About one or two percent of Americans have a congenital heart defect called a bicuspid aortic valve (in which there are only two instead of the normal three leaflets on the aortic valve), and many carriers will not know until their forties or later. "About a third of patients with bicuspid aortic valve, which is a very large number, will develop enough calcification to require an intervention," explained Srivastava.
Previous work has shown that mutations in a gene called NOTCH1 cause about four percent of cases of calcific aortic valve disease, while the rest are sporadic - there is no known genetic cause.

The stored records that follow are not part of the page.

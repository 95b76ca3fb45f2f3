#![allow(dead_code)]

use std::collections::VecDeque;
use std::fs;
use std::io;
use std::path::{Path, PathBuf};
use std::process::Command;
use std::sync::Mutex;
use stereoscoper::engine::{CommandRunner, Engine, EngineLocator, RunOutput, StereoError};

/// `ffmpeg -i` stderr for a GoPro MAX file: lenses on 0:0 and 0:5, 10s at 30 fps
pub fn gopro_probe_stderr() -> String {
    "\
Input #0, mov,mp4,m4a,3gp,3g2,mj2, from 'GS010012.360':
  Duration: 00:00:10.00, start: 0.000000, bitrate: 120000 kb/s
  Stream #0:0[0x1](eng): Video: hevc (Main) (hvc1 / 0x31637668), yuvj420p(pc, bt709), 4096x1344, 60000 kb/s, 30 fps, 30 tbr, 90k tbn (default)
  Stream #0:1[0x2](eng): Audio: aac (LC) (mp4a / 0x6134706D), 48000 Hz, stereo, fltp, 189 kb/s (default)
  Stream #0:2[0x3](eng): Data: none (tmcd / 0x64636D74) (default)
  Stream #0:3[0x4](eng): Data: bin_data (gpmd / 0x646D7067), 61 kb/s (default)
  Stream #0:4[0x5](eng): Data: none (fdsc / 0x63736466), 13 kb/s (default)
  Stream #0:5[0x6](eng): Video: hevc (Main) (hvc1 / 0x31637668), yuvj420p(pc, bt709), 4096x1344, 60000 kb/s, 30 fps, 30 tbr, 90k tbn (default)
  Stream #0:6[0x7](eng): Audio: ambisonic, 48000 Hz, 4.0, s16, 1536 kb/s
At least one output file must be specified
"
    .to_string()
}

/// Locator with a fixed answer
pub struct FakeLocator(pub Option<PathBuf>);

impl FakeLocator {
    pub fn found(path: &str) -> Self {
        Self(Some(PathBuf::from(path)))
    }

    pub fn missing() -> Self {
        Self(None)
    }
}

impl EngineLocator for FakeLocator {
    fn locate(&self) -> Result<Engine, StereoError> {
        match &self.0 {
            Some(path) => Ok(Engine::new(path)),
            None => Err(StereoError::EngineNotFound {
                binary: "ffmpeg".to_string(),
                searched: vec![PathBuf::from("$PATH")],
            }),
        }
    }
}

/// One scripted engine response, consumed in call order
#[derive(Debug, Clone)]
pub enum Scripted {
    /// Exit non-zero with this stderr (probes always look like this)
    Stderr(String),
    /// Print these progress lines, write the target file, exit zero
    Encode { progress: Vec<String>, bytes: Vec<u8> },
    /// Write a partial target, then exit non-zero
    FailAfterWriting(String),
    /// The process could not be spawned
    SpawnError,
}

impl Scripted {
    pub fn encode_ok(bytes: &[u8]) -> Self {
        Self::Encode {
            progress: [
                "frame=150",
                "fps=30.0",
                "out_time_us=5000000",
                "speed=1.0x",
                "progress=continue",
                "frame=300",
                "fps=30.0",
                "out_time_us=10000000",
                "speed=1.0x",
                "progress=end",
            ]
            .iter()
            .map(|s| s.to_string())
            .collect(),
            bytes: bytes.to_vec(),
        }
    }
}

/// Records every command and answers from a script
#[derive(Default)]
pub struct FakeRunner {
    script: Mutex<VecDeque<Scripted>>,
    calls: Mutex<Vec<Vec<String>>>,
}

impl FakeRunner {
    pub fn new(script: Vec<Scripted>) -> Self {
        Self {
            script: Mutex::new(script.into()),
            calls: Mutex::new(Vec::new()),
        }
    }

    /// Argument vectors (program first) in call order
    pub fn calls(&self) -> Vec<Vec<String>> {
        self.calls.lock().unwrap().clone()
    }

    /// Only the encode invocations
    pub fn encode_calls(&self) -> Vec<Vec<String>> {
        self.calls()
            .into_iter()
            .filter(|c| c.iter().any(|a| a == "-filter_complex"))
            .collect()
    }
}

/// Value following `flag` in an argument vector
pub fn arg_after<'a>(args: &'a [String], flag: &str) -> Option<&'a str> {
    args.iter()
        .position(|a| a == flag)
        .and_then(|i| args.get(i + 1))
        .map(String::as_str)
}

fn write_target(args: &[String], bytes: &[u8]) {
    if let Some(target) = args.last() {
        fs::write(Path::new(target), bytes).unwrap();
    }
}

impl CommandRunner for FakeRunner {
    fn run(&self, cmd: Command, on_stdout_line: &mut dyn FnMut(&str)) -> io::Result<RunOutput> {
        let args: Vec<String> = std::iter::once(cmd.get_program())
            .chain(cmd.get_args())
            .map(|a| a.to_string_lossy().to_string())
            .collect();
        self.calls.lock().unwrap().push(args.clone());

        let next = self
            .script
            .lock()
            .unwrap()
            .pop_front()
            .unwrap_or(Scripted::Stderr(String::new()));

        match next {
            Scripted::Stderr(stderr) => Ok(RunOutput {
                success: false,
                status: "exit status: 1".to_string(),
                stderr,
            }),
            Scripted::Encode { progress, bytes } => {
                for line in &progress {
                    on_stdout_line(line);
                }
                write_target(&args, &bytes);
                Ok(RunOutput {
                    success: true,
                    status: "exit status: 0".to_string(),
                    stderr: String::new(),
                })
            }
            Scripted::FailAfterWriting(stderr) => {
                write_target(&args, b"partial");
                Ok(RunOutput {
                    success: false,
                    status: "exit status: 1".to_string(),
                    stderr,
                })
            }
            Scripted::SpawnError => Err(io::Error::new(io::ErrorKind::NotFound, "no such binary")),
        }
    }
}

"The NOTCH1 mutation provided a foothold for us to figure out what goes wrong in this common disease, but most people won't have that mutation," noted Srivastava. "However, we found that the process that leads to the calcification of the valve is mostly the same whether individuals have the mutation or not. The valve cells get confused and start thinking they're bone cells, so they start laying down calcium and that leads to hardening and narrowing of the valves."
The researchers wanted to find a treatment that could work for patients with NOTCH1 mutations as wells patient with sporadic cases of the disease, so they began by searching for genes whose expression changes in diseased cells. These genes were then placed in a network using computational tools. Next, the scientists assessed the impact of about 1,600 drugs on this network. They found a few that could shift the disease network back toward a healthy state.
The candidate molecules were tested on cell lines derived from 20 patients with sporadic cases of aortic valve calcification. They found one that worked not only against these cases, but also against cases involving NOTCH1 mutations.
The researchers confirmed that the drug was effective in preventing and treating aortic valve disease in a mouse model; it could prevent the disease before onset, halt disease progression in ongoing cases, and sometimes even reversed it. Most human patients are diagnosed after the disease is already calcifying structures, so this work may be especially useful.
"Our strategy to identify gene network-correcting therapies that treat the core disease mechanism may represent a compelling path for drug discovery in a range of other human diseases," said lead study author Christina V. Theodoris, MD, PhD. "Many therapeutics found in the lab don't translate well to humans or focus only on a specific symptom. We hope our approach can offer a new direction that could increase the likelihood of candidate therapies being effective in patients."